SSD

Bei SSD handelt es sich um eine Komponente der Hardware für einen PC. Die Abkürzung SSD steht für Solid-State-Drive. Gemeint sind Festplatten, die als externe Speichermedien genutzt werden können. Die Hardware dient zur Speicherung und Übertragung von Daten, genauso wie IDE, SATA und SCSI. Die Markteinführung dieser Festplatten war im Jahre 1978 durch das Unternehmen StorageTek. Entwickelt wurde diese Möglichkeit für eine externe Datensicherung von der Firma Samsung. Dieses Speichermedium verfügt mit 2 Terabytes über eine sehr hohe Speicherkapazität. Diese Hardware enthält keine beweglichen Teile, da lediglich Halbleiterspeicherbausteine verwendet werden.

Ein Vorteil des Solid-State-Drive ist seine robuste Mechanik. Ebenso sind die Zugriffszeiten sehr gering. Auch der Energiebedarf ist niedrig. Außerdem entwickelt das Gerät keine störenden Geräusche, wenn es in Betrieb genommen wird. Der einzige Nachteil, den SSD mit sich bringt, ist sein Preis. Im Gegensatz zu Festplatten mit gleicher Kapazität, muss man deutlich mehr investieren.

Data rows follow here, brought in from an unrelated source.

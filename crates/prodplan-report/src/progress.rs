//! 目標完成度評估
//!
//! 超額生產（>100%）是中性狀態：只報告，不阻擋。

use chrono::{DateTime, Utc};
use prodplan_core::{Catalog, EngineConfig, InventoryRead, Target, TargetKind, UnitConverter};
use rayon::prelude::*;
use rust_decimal::Decimal;
use serde::{Deserialize, Serialize};

use crate::feasibility::{Feasibility, FeasibilityChecker};

/// 完成狀態
#[derive(Debug, Clone, Copy, PartialEq, Eq, Hash, Serialize, Deserialize)]
#[serde(rename_all = "snake_case")]
pub enum ProgressStatus {
    NotStarted,
    InProgress,
    Complete,
    Exceeded,
}

impl ProgressStatus {
    /// 由已完成量與目標量判斷狀態
    pub fn classify(produced: Decimal, target: Decimal) -> Self {
        if produced <= Decimal::ZERO {
            ProgressStatus::NotStarted
        } else if produced < target {
            ProgressStatus::InProgress
        } else if produced == target {
            ProgressStatus::Complete
        } else {
            ProgressStatus::Exceeded
        }
    }
}

/// 單一目標的進度
#[derive(Debug, Clone, PartialEq, Serialize, Deserialize)]
pub struct TargetProgress {
    pub target_id: String,
    pub kind: TargetKind,
    pub target_quantity: Decimal,
    /// 已完成量（與目標同單位：批數、成品數或組合數）
    pub produced: Decimal,
    /// 完成百分比（兩位小數）
    pub percent: Decimal,
    pub status: ProgressStatus,
    /// 剩餘數量的可行性（已完成或關閉檢查時為 None）
    pub feasibility: Option<Feasibility>,
}

impl TargetProgress {
    pub fn remaining(&self) -> Decimal {
        (self.target_quantity - self.produced).max(Decimal::ZERO)
    }
}

/// 進度報表
#[derive(Debug, Clone, PartialEq, Serialize, Deserialize)]
pub struct ProgressReport {
    pub evaluated_at: DateTime<Utc>,
    pub targets: Vec<TargetProgress>,
}

impl ProgressReport {
    /// 指定狀態的目標數
    pub fn count(&self, status: ProgressStatus) -> usize {
        self.targets.iter().filter(|t| t.status == status).count()
    }

    pub fn find(&self, target_id: &str) -> Option<&TargetProgress> {
        self.targets.iter().find(|t| t.target_id == target_id)
    }

    /// 所有目標是否都已完成（含超額）
    pub fn all_done(&self) -> bool {
        self.targets
            .iter()
            .all(|t| matches!(t.status, ProgressStatus::Complete | ProgressStatus::Exceeded))
    }
}

/// 進度評估器
pub struct ProgressEvaluator<'a, C: Catalog + Sync + ?Sized> {
    catalog: &'a C,
    converter: &'a UnitConverter,
    config: &'a EngineConfig,
}

impl<'a, C: Catalog + Sync + ?Sized> ProgressEvaluator<'a, C> {
    pub fn new(catalog: &'a C, converter: &'a UnitConverter, config: &'a EngineConfig) -> Self {
        Self {
            catalog,
            converter,
            config,
        }
    }

    /// 並行評估所有目標（同一個唯讀視圖）
    pub fn evaluate<R: InventoryRead + Sync + ?Sized>(
        &self,
        store: &R,
        targets: &[Target],
    ) -> prodplan_core::Result<ProgressReport> {
        tracing::info!("開始進度評估：目標 {} 筆", targets.len());
        let start_time = std::time::Instant::now();

        let progress = targets
            .par_iter()
            .map(|target| self.evaluate_target(store, target))
            .collect::<prodplan_core::Result<Vec<_>>>()?;

        let report = ProgressReport {
            evaluated_at: Utc::now(),
            targets: progress,
        };

        tracing::info!(
            "進度評估完成，耗時 {:?}：完成 {}，超額 {}，進行中 {}，未開始 {}",
            start_time.elapsed(),
            report.count(ProgressStatus::Complete),
            report.count(ProgressStatus::Exceeded),
            report.count(ProgressStatus::InProgress),
            report.count(ProgressStatus::NotStarted)
        );
        Ok(report)
    }

    /// 評估單一目標
    pub fn evaluate_target<R: InventoryRead + ?Sized>(
        &self,
        store: &R,
        target: &Target,
    ) -> prodplan_core::Result<TargetProgress> {
        target.validate()?;

        let produced = produced_so_far(store, &target.kind)?;
        let status = ProgressStatus::classify(produced, target.quantity);
        let percent = (produced / target.quantity * Decimal::from(100)).round_dp(2);

        if status == ProgressStatus::Exceeded {
            tracing::debug!("目標 {} 超額完成 {}%", target.id, percent);
        }

        let remaining = (target.quantity - produced).max(Decimal::ZERO);
        let feasibility = if self.config.feasibility_check && remaining > Decimal::ZERO {
            let checker = FeasibilityChecker::new(self.catalog, self.converter, self.config);
            Some(checker.check(store, &target.kind, remaining)?)
        } else {
            None
        };

        Ok(TargetProgress {
            target_id: target.id.clone(),
            kind: target.kind.clone(),
            target_quantity: target.quantity,
            produced,
            percent,
            status,
            feasibility,
        })
    }
}

/// 已完成量：批數目標計批數，成品目標計實際產量，組合目標計組裝數量
fn produced_so_far<R: InventoryRead + ?Sized>(
    store: &R,
    kind: &TargetKind,
) -> prodplan_core::Result<Decimal> {
    let total = match kind {
        TargetKind::RecipeBatches(recipe_id) => store
            .production_events(recipe_id)?
            .iter()
            .map(|e| e.batches)
            .sum::<u64>(),
        TargetKind::RecipeUnits(recipe_id) => store
            .production_events(recipe_id)?
            .iter()
            .map(|e| e.actual_yield)
            .sum::<u64>(),
        TargetKind::Bundle(bundle_id) => store
            .assembly_events(bundle_id)?
            .iter()
            .map(|e| e.quantity)
            .sum::<u64>(),
    };
    Ok(Decimal::from(total))
}
#[cfg(test)]
mod tests {
    use super::*;
    use prodplan_core::{Bundle, MemoryCatalog, MemoryStore, Recipe, UnitOfWork};

    fn catalog() -> MemoryCatalog {
        let mut catalog = MemoryCatalog::new();
        catalog.upsert_recipe(
            Recipe::new("COOKIE", "Sugar Cookie")
                .with_yield(Decimal::from(48))
                .with_ingredient("FLOUR", Decimal::from(480), "g")
                .with_ingredient("BUTTER", Decimal::from(240), "g"),
        );
        catalog.upsert_recipe(
            Recipe::new("FUDGE", "Fudge")
                .with_yield(Decimal::from(24))
                .with_ingredient("BUTTER", Decimal::from(120), "g")
                .with_ingredient("BUTTER", Decimal::new(5, 1), "cup"),
        );
        catalog.upsert_bundle(
            Bundle::new("TIN", "Cookie Tin")
                .with_unit("COOKIE", Decimal::from(12))
                .with_packaging("TIN-CAN", Decimal::ONE, "each"),
        );
        catalog.upsert_bundle(
            Bundle::new("HAMPER", "Holiday Hamper")
                .with_sub_bundle("TIN", Decimal::from(2))
                .with_unit("FUDGE", Decimal::from(6))
                .with_packaging("RIBBON", Decimal::new(15, 1), "m"),
        );
        catalog
    }

    #[test]
    fn test_recipe_units_scaled_by_yield() {
        let catalog = catalog();
        let config = EngineConfig::default();
        let aggregator = RequirementAggregator::new(&catalog, &config);

        // 24 片 = 半批
        let reqs = aggregator
            .aggregate(&TargetKind::RecipeUnits("COOKIE".to_string()), Decimal::from(24))
            .unwrap();

        assert_eq!(reqs.get("FLOUR", "g"), Some(Decimal::from(240)));
        assert_eq!(reqs.get("BUTTER", "g"), Some(Decimal::from(120)));
    }

    #[test]
    fn test_recipe_batches_target() {
        let catalog = catalog();
        let config = EngineConfig::default();
        let aggregator = RequirementAggregator::new(&catalog, &config);

        let expansion = aggregator
            .expand(&TargetKind::RecipeBatches("COOKIE".to_string()), Decimal::from(2))
            .unwrap();

        assert_eq!(expansion.units.get("COOKIE"), Some(&Decimal::from(96)));
    }

    #[test]
    fn test_nested_bundle_expansion() {
        let catalog = catalog();
        let config = EngineConfig::default();
        let aggregator = RequirementAggregator::new(&catalog, &config);

        let expansion = aggregator
            .expand(&TargetKind::Bundle("HAMPER".to_string()), Decimal::from(2))
            .unwrap();

        // 2 籃 × 2 罐 × 12 片
        assert_eq!(expansion.units.get("COOKIE"), Some(&Decimal::from(48)));
        assert_eq!(expansion.units.get("FUDGE"), Some(&Decimal::from(12)));
        assert_eq!(expansion.packaging.get("TIN-CAN", "each"), Some(Decimal::from(4)));
        assert_eq!(expansion.packaging.get("RIBBON", "m"), Some(Decimal::from(3)));
        assert_eq!(expansion.bundles.len(), 2);
    }

    #[test]
    fn test_same_item_different_units_not_merged() {
        let catalog = catalog();
        let config = EngineConfig::default();
        let aggregator = RequirementAggregator::new(&catalog, &config);

        let reqs = aggregator
            .aggregate(&TargetKind::RecipeUnits("FUDGE".to_string()), Decimal::from(24))
            .unwrap();

        assert_eq!(reqs.get("BUTTER", "g"), Some(Decimal::from(120)));
        assert_eq!(reqs.get("BUTTER", "cup"), Some(Decimal::new(5, 1)));
        assert_eq!(reqs.len(), 2);
    }

    #[test]
    fn test_cycle_detected() {
        let mut catalog = catalog();
        catalog.upsert_bundle(Bundle::new("A", "A").with_sub_bundle("B", Decimal::ONE));
        catalog.upsert_bundle(Bundle::new("B", "B").with_sub_bundle("A", Decimal::ONE));
        let config = EngineConfig::default();
        let aggregator = RequirementAggregator::new(&catalog, &config);

        let err = aggregator
            .expand(&TargetKind::Bundle("A".to_string()), Decimal::ONE)
            .unwrap_err();

        assert_eq!(
            err,
            PlanError::Configuration(ConfigurationError::CyclicComposition {
                path: vec!["A".to_string(), "B".to_string(), "A".to_string()],
            })
        );
    }

    #[test]
    fn test_diamond_is_not_a_cycle() {
        let mut catalog = catalog();
        catalog.upsert_bundle(
            Bundle::new("DUO", "Two Tins")
                .with_sub_bundle("TIN", Decimal::ONE)
                .with_sub_bundle("TIN", Decimal::ONE),
        );
        let config = EngineConfig::default();
        let aggregator = RequirementAggregator::new(&catalog, &config);

        let expansion = aggregator
            .expand(&TargetKind::Bundle("DUO".to_string()), Decimal::ONE)
            .unwrap();
        assert_eq!(expansion.units.get("COOKIE"), Some(&Decimal::from(24)));
    }

    #[test]
    fn test_depth_limit() {
        let catalog = catalog();
        let config = EngineConfig::default().with_max_composition_depth(0);
        let aggregator = RequirementAggregator::new(&catalog, &config);

        // 單層組合允許
        assert!(aggregator
            .expand(&TargetKind::Bundle("TIN".to_string()), Decimal::ONE)
            .is_ok());

        let err = aggregator
            .expand(&TargetKind::Bundle("HAMPER".to_string()), Decimal::ONE)
            .unwrap_err();
        assert!(matches!(
            err,
            PlanError::Configuration(ConfigurationError::CompositionTooDeep { depth: 1, limit: 0, .. })
        ));
    }

    #[test]
    fn test_sub_bundle_stock_used_before_expanding() {
        let catalog = catalog();
        let config = EngineConfig::default();
        let aggregator = RequirementAggregator::new(&catalog, &config);
        let store = MemoryStore::new();
        let mut tx = store.begin().unwrap();
        let mut tins = tx.finished_goods("TIN").unwrap();
        tins.receive(3, Decimal::from(30));
        tx.save_finished_goods(tins).unwrap();

        // 2 籃需要 4 罐：3 罐取自庫存，1 罐展開
        let mut expansion = Expansion::default();
        aggregator
            .expand_from_stock(&tx, &TargetKind::Bundle("HAMPER".to_string()), Decimal::from(2), &mut expansion)
            .unwrap();
        assert_eq!(expansion.stocked("TIN"), Decimal::from(3));
        assert_eq!(expansion.units.get("COOKIE"), Some(&Decimal::from(12)));
        assert_eq!(expansion.packaging.get("TIN-CAN", "each"), Some(Decimal::ONE));

        // 第二個目標：庫存已被佔用，全部展開
        aggregator
            .expand_from_stock(&tx, &TargetKind::Bundle("HAMPER".to_string()), Decimal::ONE, &mut expansion)
            .unwrap();
        assert_eq!(expansion.stocked("TIN"), Decimal::from(3));
        assert_eq!(expansion.units.get("COOKIE"), Some(&Decimal::from(36)));
    }

    #[test]
    fn test_unknown_entities() {
        let catalog = catalog();
        let config = EngineConfig::default();
        let aggregator = RequirementAggregator::new(&catalog, &config);

        assert!(matches!(
            aggregator.expand(&TargetKind::Bundle("NOPE".to_string()), Decimal::ONE),
            Err(PlanError::NotFound { .. })
        ));
        assert!(matches!(
            aggregator.expand(&TargetKind::RecipeUnits("COOKIE".to_string()), Decimal::ZERO),
            Err(PlanError::InvalidQuantity { .. })
        ));
    }
}
//! Scenario state shared between behavioural steps.

use operation_result::{FailureResult, OperationFailedError, OperationResult, OperationResultError};
use rstest::fixture;
use rstest_bdd::Slot;
use rstest_bdd_macros::ScenarioState;

/// State for combining two results.
#[derive(Debug, Default, ScenarioState)]
pub struct CombineContext {
    pub base: Slot<OperationResult>,
    pub other: Slot<OperationResult>,
    pub outcome: Slot<Result<OperationResult, OperationResultError>>,
}

/// Creates an empty combination context.
#[fixture]
pub fn combine_context() -> CombineContext {
    CombineContext::default()
}

/// State for building and raising a failure.
#[derive(Debug, Default, ScenarioState)]
pub struct RaiseContext {
    pub failure: Slot<FailureResult>,
    pub raised: Slot<OperationFailedError>,
    pub rejection: Slot<OperationResultError>,
}

/// Creates an empty raising context.
#[fixture]
pub fn raise_context() -> RaiseContext {
    RaiseContext::default()
}
//! Key-unique structured metadata attached to a result.

use indexmap::IndexMap;
use serde::Serialize;

/// Value stored against an argument key.
///
/// Values are opaque to this crate; they are stored and returned verbatim.
pub type ArgumentValue = serde_json::Value;

/// Insertion-ordered argument map whose keys never repeat.
///
/// The map only grows through the validating appliers on
/// [`crate::ResultDetails`]; there is no public way to overwrite an entry.
///
/// # Examples
///
/// ```
/// use operation_result::{Detailed, succeeded};
///
/// let result = succeeded().with_argument("attempt", 3)?;
/// assert_eq!(result.arguments().get("attempt"), Some(&serde_json::Value::from(3)));
/// # Ok::<(), operation_result::OperationResultError>(())
/// ```
#[derive(Clone, Debug, Default, PartialEq, Eq, Serialize)]
#[serde(transparent)]
pub struct Arguments(IndexMap<String, ArgumentValue>);

impl Arguments {
    /// Create an empty map.
    #[must_use]
    pub fn new() -> Self {
        Self(IndexMap::new())
    }

    /// Look up the value stored against `key`.
    #[must_use]
    pub fn get(&self, key: &str) -> Option<&ArgumentValue> {
        self.0.get(key)
    }

    /// Returns `true` when `key` is present.
    #[must_use]
    pub fn contains_key(&self, key: &str) -> bool {
        self.0.contains_key(key)
    }

    /// Number of stored arguments.
    #[must_use]
    pub fn len(&self) -> usize {
        self.0.len()
    }

    /// Returns `true` when no arguments are stored.
    #[must_use]
    pub fn is_empty(&self) -> bool {
        self.0.is_empty()
    }

    /// Keys in insertion order.
    pub fn keys(&self) -> impl Iterator<Item = &str> {
        self.0.keys().map(String::as_str)
    }

    /// Key/value pairs in insertion order.
    pub fn iter(&self) -> impl Iterator<Item = (&str, &ArgumentValue)> {
        self.0.iter().map(|(k, v)| (k.as_str(), v))
    }

    // Callers must have checked the key is absent.
    pub(crate) fn insert_unchecked(&mut self, key: String, value: ArgumentValue) {
        self.0.insert(key, value);
    }
}

impl<'a> IntoIterator for &'a Arguments {
    type Item = (&'a String, &'a ArgumentValue);
    type IntoIter = indexmap::map::Iter<'a, String, ArgumentValue>;

    fn into_iter(self) -> Self::IntoIter {
        self.0.iter()
    }
}

impl IntoIterator for Arguments {
    type Item = (String, ArgumentValue);
    type IntoIter = indexmap::map::IntoIter<String, ArgumentValue>;

    fn into_iter(self) -> Self::IntoIter {
        self.0.into_iter()
    }
}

Zur Herstellung dieser externen Speichermedien, werden zwei verschiedene Arten von Speicherchips verwendet. Es wird in die flashbasierten Chips und in die SDRAMs unterteilt. Flash-Speicher arbeiten sehr energieeffizient und können unabhängig vom Strom genutzt werden. Hersteller geben an, dass der Inhalt bis zu zehn Jahren beibehalten werden kann. Bei konventionellen Speichermedien dieser Art, lässt die Magnetisierung im Laufe der Jahre nach, weshalb eine so lange Speicherung nicht garantiert ist. Die zweite Variante, die SDRAM-Chips hingegen, verbrauchen deutlich mehr Energie, als konventionelle Datenspeicher. Der Vorteil von SDRAMs ist jedoch, dass eine höhere Geschwindigkeit erreicht werden kann. Sie wurden nach ihrer Markteinführung Mitte der 1990er Jahre in Servern, auf denen zum Beispiel Journale von Datenbankservern abgelegt wurden, eingesetzt.

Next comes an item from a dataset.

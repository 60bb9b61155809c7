//! Behavioural step modules registered with `rstest-bdd`.

pub mod combine_steps;
pub mod raise_steps;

Die Realisierung von SDRAM-Chips für SSD, kann unterschiedlich erfolgen. Sie sind als Steckkarten oder als Geräte, die über eine emulierte Festplattenschnittstelle verfügen, erhältlich. Sie werden entweder mit einer Sicherungsbatterie oder durch einen eigenen Stromanschluss betrieben. Gegenüber den flashbasierten Speicherchips sind SDRAMs bis zu 80-mal schneller. Ebenso gestaltet sich das Wiederauffinden der abgespeicherten Daten in einer geringeren Zeit. Flashbasierte Speicherchips sind nur auf eine gewisse Anzahl Schreibzyklen begrenzt. Dies bedeutet, dass sie nur 100000- bis 5000000-mal beschrieben werden können. SSD, die mit einer SDRAM-Speichertechnik ausgestattet sind, lassen sich beliebig oft wieder beschreiben.

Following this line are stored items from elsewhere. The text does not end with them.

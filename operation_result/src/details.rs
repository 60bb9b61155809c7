//! Fields shared by every result variant and the validation guarding them.

use std::collections::HashSet;

use serde::Serialize;

use crate::{
    ArgumentValue, Arguments, OperationResultError, ResultInfo, diagnostics::rejected,
};

/// Code, messages, and arguments carried by a result.
///
/// Every mutation validates its whole input before touching `self`, so a
/// rejected call leaves the details exactly as they were.
///
/// Serializes as an object with `code` (omitted when unset), `messages`, and
/// `arguments` in insertion order.
#[derive(Clone, Debug, Default, PartialEq, Eq, Serialize)]
pub struct ResultDetails {
    #[serde(skip_serializing_if = "Option::is_none")]
    code: Option<String>,
    messages: Vec<String>,
    arguments: Arguments,
}

impl ResultDetails {
    /// Create empty details.
    #[must_use]
    pub fn new() -> Self {
        Self::default()
    }

    /// Build details from a seeding [`ResultInfo`].
    ///
    /// An empty code and empty collections are skipped; everything else goes
    /// through the same appliers used after construction.
    ///
    /// # Errors
    ///
    /// Returns the first [`OperationResultError`] raised by those appliers.
    pub fn from_info(info: ResultInfo) -> Result<Self, OperationResultError> {
        let ResultInfo {
            code,
            messages,
            arguments,
        } = info;
        let mut details = Self::new();
        if let Some(code) = code.filter(|c| !c.is_empty()) {
            details.set_code(code)?;
        }
        if !messages.is_empty() {
            details.add_messages(messages)?;
        }
        if !arguments.is_empty() {
            details.add_arguments(arguments)?;
        }
        Ok(details)
    }

    /// Caller-defined classification code.
    #[must_use]
    pub fn code(&self) -> Option<&str> {
        self.code.as_deref()
    }

    /// Messages in the order they were added.
    #[must_use]
    pub fn messages(&self) -> &[String] {
        &self.messages
    }

    /// Structured metadata.
    #[must_use]
    pub const fn arguments(&self) -> &Arguments {
        &self.arguments
    }

    /// Set the code, replacing any previous one.
    ///
    /// # Errors
    ///
    /// [`OperationResultError::BlankArgument`] when `code` is empty or
    /// whitespace-only.
    pub fn set_code(&mut self, code: impl Into<String>) -> Result<(), OperationResultError> {
        let code = code.into();
        ensure_not_blank("code", &code)?;
        self.code = Some(code);
        Ok(())
    }

    /// Append `messages` in order.
    ///
    /// # Errors
    ///
    /// [`OperationResultError::BlankArgument`] when any message is empty or
    /// whitespace-only; nothing is appended in that case.
    pub fn add_messages<I, S>(&mut self, messages: I) -> Result<(), OperationResultError>
    where
        I: IntoIterator<Item = S>,
        S: Into<String>,
    {
        let batch: Vec<String> = messages.into_iter().map(Into::into).collect();
        for message in &batch {
            ensure_not_blank("message", message)?;
        }
        self.messages.extend(batch);
        Ok(())
    }

    /// Insert every pair of `arguments`.
    ///
    /// # Errors
    ///
    /// - [`OperationResultError::EmptyCollection`] when `arguments` is empty.
    /// - [`OperationResultError::DuplicateArgumentKey`] when a key is already
    ///   present or repeats within the batch.
    ///
    /// Nothing is inserted when an error is returned.
    pub fn add_arguments<I, K, V>(&mut self, arguments: I) -> Result<(), OperationResultError>
    where
        I: IntoIterator<Item = (K, V)>,
        K: Into<String>,
        V: Into<ArgumentValue>,
    {
        let batch: Vec<(String, ArgumentValue)> = arguments
            .into_iter()
            .map(|(k, v)| (k.into(), v.into()))
            .collect();
        if batch.is_empty() {
            return Err(rejected("arguments", OperationResultError::empty("arguments")));
        }
        let mut seen = HashSet::with_capacity(batch.len());
        for (key, _) in &batch {
            if self.arguments.contains_key(key) || !seen.insert(key.as_str()) {
                return Err(rejected("arguments", OperationResultError::duplicate(key)));
            }
        }
        for (key, value) in batch {
            self.arguments.insert_unchecked(key, value);
        }
        Ok(())
    }

    /// Fold `other` into `self` as the later of two failures.
    ///
    /// The code of `self` is kept; messages and arguments of `other` follow
    /// those of `self`.
    ///
    /// # Errors
    ///
    /// [`OperationResultError::DuplicateArgumentKey`] when both sides carry
    /// the same argument key. `self` is unchanged in that case.
    pub(crate) fn absorb(&mut self, other: Self) -> Result<(), OperationResultError> {
        let Self {
            code: _,
            messages,
            arguments,
        } = other;
        if let Some(key) = arguments.keys().find(|k| self.arguments.contains_key(k)) {
            return Err(rejected("arguments", OperationResultError::duplicate(key)));
        }
        for (key, value) in arguments {
            self.arguments.insert_unchecked(key, value);
        }
        self.messages.extend(messages);
        Ok(())
    }
}

fn ensure_not_blank(field: &'static str, value: &str) -> Result<(), OperationResultError> {
    if value.trim().is_empty() {
        return Err(rejected(field, OperationResultError::blank(field)));
    }
    Ok(())
}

Die vorhandene Begrenzung für flashbasierte Speicherchips, gilt allerdings nur bezüglich der Beschreibbarkeit. Gelesen werden können die Daten ebenfalls unbegrenzt. Weiterhin bezieht sich die Begrenzung auch nur auf eine einzelne Flashzelle. Funktioniert diese durch einen Verschleiß nicht mehr, wird sie automatisch durch eine von einer der rund zehn Prozent Reservezellen ersetzt.

SSD lässt sich immer mit einer konventionellen Festplatte kombinieren. Viele Hersteller bieten diese Möglichkeit bereits. So sieht man beispielsweise im Falle eines Stromausfalls ein Abbild der konventionellen Festplatte auf dem Solid-State-Drive. Ebenso ist in herkömmliche Festplatten häufig ein flashbasierter beziehungsweise SDRAM-Chip als Zwischenspeicher integriert. SSD wird häufig mobil eingesetzt. Dies hängt damit zusammen, dass die Geräte einerseits über eine hohe Temperaturtoleranz und andererseits über eine hohe Stoßfestigkeit verfügen. Flashbasierte SSDs werden häufig in MP3 Playern, sowie in USB Sticks eingesetzt. Wird SSD stationär genutzt, finden eher SDRAM-Speicherchips Anwendung. Diese werden für die Realisierung laufwerkslastiger Anwendungen, wie Datenbanken benötigt.